### [Problem to solve]
Please copy exactly the lines that run from the start of the entries to the line containing "let max = (size.saturating_sub(3))", inclusive.

[Exercise material]

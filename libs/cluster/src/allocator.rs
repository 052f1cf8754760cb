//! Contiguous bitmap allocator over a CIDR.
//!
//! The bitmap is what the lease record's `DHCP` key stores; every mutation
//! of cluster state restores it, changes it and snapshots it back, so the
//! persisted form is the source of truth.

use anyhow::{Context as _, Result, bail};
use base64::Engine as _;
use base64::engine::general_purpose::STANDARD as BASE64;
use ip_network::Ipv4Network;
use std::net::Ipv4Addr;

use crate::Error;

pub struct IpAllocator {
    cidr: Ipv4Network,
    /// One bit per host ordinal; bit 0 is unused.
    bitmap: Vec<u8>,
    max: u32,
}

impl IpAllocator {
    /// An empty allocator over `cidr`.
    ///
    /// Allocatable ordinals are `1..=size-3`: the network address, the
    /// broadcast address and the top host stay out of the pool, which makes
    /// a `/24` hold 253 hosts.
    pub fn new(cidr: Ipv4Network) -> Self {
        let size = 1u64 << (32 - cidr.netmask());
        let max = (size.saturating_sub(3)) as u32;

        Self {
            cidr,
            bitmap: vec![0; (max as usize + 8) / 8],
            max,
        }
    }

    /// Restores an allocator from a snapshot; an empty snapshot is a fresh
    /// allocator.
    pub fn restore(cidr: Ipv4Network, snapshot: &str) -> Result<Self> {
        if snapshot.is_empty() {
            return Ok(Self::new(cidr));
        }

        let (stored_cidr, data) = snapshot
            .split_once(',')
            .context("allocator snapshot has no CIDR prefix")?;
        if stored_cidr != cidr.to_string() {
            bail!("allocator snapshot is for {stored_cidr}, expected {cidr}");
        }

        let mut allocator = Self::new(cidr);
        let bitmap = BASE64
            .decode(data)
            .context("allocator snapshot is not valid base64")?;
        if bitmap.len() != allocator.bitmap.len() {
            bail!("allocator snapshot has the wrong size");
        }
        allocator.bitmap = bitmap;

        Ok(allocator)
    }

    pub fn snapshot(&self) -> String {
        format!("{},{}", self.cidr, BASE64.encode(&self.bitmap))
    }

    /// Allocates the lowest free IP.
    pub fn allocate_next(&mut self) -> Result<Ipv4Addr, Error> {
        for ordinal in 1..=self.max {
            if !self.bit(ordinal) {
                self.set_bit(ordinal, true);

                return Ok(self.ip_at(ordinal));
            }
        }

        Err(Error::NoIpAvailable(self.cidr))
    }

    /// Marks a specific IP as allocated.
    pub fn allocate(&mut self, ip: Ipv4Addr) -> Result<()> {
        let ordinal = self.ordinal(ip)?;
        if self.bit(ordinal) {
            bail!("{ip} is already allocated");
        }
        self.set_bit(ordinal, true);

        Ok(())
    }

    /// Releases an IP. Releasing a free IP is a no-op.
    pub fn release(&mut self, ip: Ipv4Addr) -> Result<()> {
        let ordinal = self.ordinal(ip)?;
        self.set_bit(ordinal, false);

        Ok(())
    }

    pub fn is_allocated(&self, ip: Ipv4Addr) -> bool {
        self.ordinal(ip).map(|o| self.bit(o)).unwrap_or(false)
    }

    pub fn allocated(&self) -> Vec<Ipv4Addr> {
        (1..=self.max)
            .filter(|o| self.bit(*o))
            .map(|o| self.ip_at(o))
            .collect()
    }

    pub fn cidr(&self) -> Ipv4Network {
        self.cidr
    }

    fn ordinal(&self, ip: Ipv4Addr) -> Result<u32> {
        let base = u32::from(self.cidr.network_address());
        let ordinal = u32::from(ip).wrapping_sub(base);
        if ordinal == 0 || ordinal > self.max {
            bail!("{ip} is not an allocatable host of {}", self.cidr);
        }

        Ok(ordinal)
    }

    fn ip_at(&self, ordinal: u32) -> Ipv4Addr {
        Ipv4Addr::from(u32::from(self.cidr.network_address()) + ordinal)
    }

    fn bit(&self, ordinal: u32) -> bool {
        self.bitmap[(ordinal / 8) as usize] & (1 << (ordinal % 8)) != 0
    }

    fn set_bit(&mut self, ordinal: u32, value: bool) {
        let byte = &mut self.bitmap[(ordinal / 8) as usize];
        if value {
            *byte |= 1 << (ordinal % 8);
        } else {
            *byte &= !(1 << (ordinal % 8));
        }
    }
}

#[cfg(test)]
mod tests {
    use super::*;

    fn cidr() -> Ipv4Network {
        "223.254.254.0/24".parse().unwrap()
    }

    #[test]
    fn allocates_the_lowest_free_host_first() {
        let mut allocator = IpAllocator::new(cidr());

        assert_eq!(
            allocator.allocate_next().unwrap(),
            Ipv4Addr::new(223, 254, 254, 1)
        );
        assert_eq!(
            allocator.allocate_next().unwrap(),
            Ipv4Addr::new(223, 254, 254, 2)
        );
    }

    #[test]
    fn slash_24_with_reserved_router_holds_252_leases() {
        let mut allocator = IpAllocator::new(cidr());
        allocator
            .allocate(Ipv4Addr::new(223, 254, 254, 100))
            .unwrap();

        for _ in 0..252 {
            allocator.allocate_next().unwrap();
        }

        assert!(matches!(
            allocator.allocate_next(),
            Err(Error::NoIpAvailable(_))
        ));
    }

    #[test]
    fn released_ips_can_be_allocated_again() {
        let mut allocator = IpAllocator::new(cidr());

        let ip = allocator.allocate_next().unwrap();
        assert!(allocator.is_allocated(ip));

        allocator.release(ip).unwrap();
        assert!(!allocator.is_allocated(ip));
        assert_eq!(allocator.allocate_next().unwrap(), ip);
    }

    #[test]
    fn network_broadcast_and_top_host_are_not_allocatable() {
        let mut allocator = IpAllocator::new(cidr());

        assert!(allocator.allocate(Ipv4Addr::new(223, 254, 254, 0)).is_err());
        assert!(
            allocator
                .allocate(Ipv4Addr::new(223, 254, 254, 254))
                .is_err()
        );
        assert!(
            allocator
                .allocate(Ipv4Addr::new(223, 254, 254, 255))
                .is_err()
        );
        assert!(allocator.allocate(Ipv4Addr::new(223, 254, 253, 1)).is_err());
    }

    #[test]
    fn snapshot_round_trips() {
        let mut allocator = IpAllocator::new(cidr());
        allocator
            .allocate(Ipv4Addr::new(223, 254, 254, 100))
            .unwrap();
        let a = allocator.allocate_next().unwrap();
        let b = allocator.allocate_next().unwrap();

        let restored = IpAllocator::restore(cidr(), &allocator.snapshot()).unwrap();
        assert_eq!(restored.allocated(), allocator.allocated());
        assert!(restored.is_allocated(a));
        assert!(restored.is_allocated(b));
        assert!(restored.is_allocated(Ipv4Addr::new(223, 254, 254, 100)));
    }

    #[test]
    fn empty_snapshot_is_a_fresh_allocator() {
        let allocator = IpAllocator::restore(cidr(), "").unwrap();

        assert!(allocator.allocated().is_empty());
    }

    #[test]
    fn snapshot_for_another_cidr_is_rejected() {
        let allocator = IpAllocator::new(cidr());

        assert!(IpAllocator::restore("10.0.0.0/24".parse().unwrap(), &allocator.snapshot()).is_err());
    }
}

[/Exercise material]

### [Answer]
filename libs/cluster/src/allocator.rs
repository 052f1cf8754760cb
//! Contiguous bitmap allocator over a CIDR.
//!
//! The bitmap is what the lease record's `DHCP` key stores; every mutation
//! of cluster state restores it, changes it and snapshots it back, so the
//! persisted form is the source of truth.

use anyhow::{Context as _, Result, bail};
use base64::Engine as _;
use base64::engine::general_purpose::STANDARD as BASE64;
use ip_network::Ipv4Network;
use std::net::Ipv4Addr;

use crate::Error;

pub struct IpAllocator {
    cidr: Ipv4Network,
    /// One bit per host ordinal; bit 0 is unused.
    bitmap: Vec<u8>,
    max: u32,
}

impl IpAllocator {
    /// An empty allocator over `cidr`.
    ///
    /// Allocatable ordinals are `1..=size-3`: the network address, the
    /// broadcast address and the top host stay out of the pool, which makes
    /// a `/24` hold 253 hosts.
    pub fn new(cidr: Ipv4Network) -> Self {
        let size = 1u64 << (32 - cidr.netmask());
        let max = (size.saturating_sub(3)) as u32;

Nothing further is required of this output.